PD frowned. "So not every Croatoan's getting rich out of this - some are paying top dollar to get in. Maybe Maria isn't in trouble at all. Maybe she's part of the group running this shell game, taking people like Marriott for a ride. It explains what you saw in the restaurant - if she's given herself to the devil's side."
It was very possible, Alex thought. Maria had certainly seemed to be the one with the power, whose presence was like a scar on the spirit world. But she wanted PD interested in Marriott - she needed him to break into the man's house as he'd suggested.
"It's possible," she said. "But I don't think Marriott's an innocent in all this. There was definitely something odd about him too."
Curtis quirked an eyebrow. "Odd?"
"We can trust her instincts," PD said quickly. "If she says he's odd, we need to investigate."

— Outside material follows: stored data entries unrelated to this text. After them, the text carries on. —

//! Per-symbol output of a refresh cycle

use chrono::{DateTime, Utc};
use serde::ser::SerializeStruct;
use serde::{Serialize, Serializer};
use thiserror::Error;

use crate::indicators::IndicatorError;
use crate::models::indicators::{MacdCrossover, RsiSignal};
use crate::services::SourceError;

/// Numeric indicator values for one symbol
#[derive(Debug, Clone, PartialEq, Serialize)]
pub struct IndicatorValues {
    pub price: f64,
    pub rsi: f64,
    pub rsi_signal: RsiSignal,
    pub macd: f64,
    pub macd_signal_line: f64,
    pub macd_histogram: f64,
    pub macd_crossover: MacdCrossover,
    pub volume: u64,
}

/// Why a symbol has no values this cycle
#[derive(Debug, Clone, Error)]
pub enum SymbolError {
    #[error(transparent)]
    Source(#[from] SourceError),
    #[error(transparent)]
    Indicator(#[from] IndicatorError),
}

impl SymbolError {
    pub fn kind(&self) -> &'static str {
        match self {
            SymbolError::Source(e) => e.kind(),
            SymbolError::Indicator(e) => e.kind(),
        }
    }

    /// Failure that points at the data source being down rather than at the symbol.
    pub fn is_connectivity(&self) -> bool {
        matches!(self, SymbolError::Source(e) if e.is_connectivity())
    }
}

impl Serialize for SymbolError {
    fn serialize<S: Serializer>(&self, serializer: S) -> Result<S::Ok, S::Error> {
        let mut state = serializer.serialize_struct("SymbolError", 2)?;
        state.serialize_field("kind", self.kind())?;
        state.serialize_field("message", &self.to_string())?;
        state.end()
    }
}

/// One row of the snapshot.
///
/// A row carries either computed values or an error, never both; the
/// constructors are the only way to build one.
#[derive(Debug, Clone, Serialize)]
pub struct IndicatorResult {
    symbol: String,
    updated_at: DateTime<Utc>,
    #[serde(flatten)]
    values: Option<IndicatorValues>,
    #[serde(skip_serializing_if = "Option::is_none")]
    error: Option<SymbolError>,
}

impl IndicatorResult {
    pub fn computed(symbol: impl Into<String>, values: IndicatorValues) -> Self {
        Self {
            symbol: symbol.into(),
            updated_at: Utc::now(),
            values: Some(values),
            error: None,
        }
    }

    pub fn failed(symbol: impl Into<String>, error: impl Into<SymbolError>) -> Self {
        Self {
            symbol: symbol.into(),
            updated_at: Utc::now(),
            values: None,
            error: Some(error.into()),
        }
    }

    pub fn symbol(&self) -> &str {
        &self.symbol
    }

    pub fn updated_at(&self) -> DateTime<Utc> {
        self.updated_at
    }

    pub fn values(&self) -> Option<&IndicatorValues> {
        self.values.as_ref()
    }

    pub fn error(&self) -> Option<&SymbolError> {
        self.error.as_ref()
    }

    pub fn is_ok(&self) -> bool {
        self.values.is_some()
    }
}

Curtis looked at her untrustingly and Alex wondered what PD had told her. Not very much, she guessed. She was Hammond's dirty little secret - and her partner's too.
"We need to get Alex inside the house," he said. "Is that possible?"
Curtis shrugged. "Marriott's got some pretty impressive security measures in place, but I think I can override them. It's a risk, but not a huge one."
Though PD's face was impassive, Alex knew he was weighing up pros and cons. She needed to contribute to the pro side, but she knew he'd get suspicious if she seemed too keen on the mission. There was no trust left between them.
"No way," she said. "They know us now - it's much too dangerous. And I've seen all I'm going to see."
As predictable as Pavlov's dog, PD shook his head. "They're representing one hand and playing another. We need to see their hole cards, but they are wise to us now and infiltration's out. Marriott's house is our best bet." He turned to Curtis. "You've got a surveillance van set up, right? Can you co-ordinate from outside the perimeter?"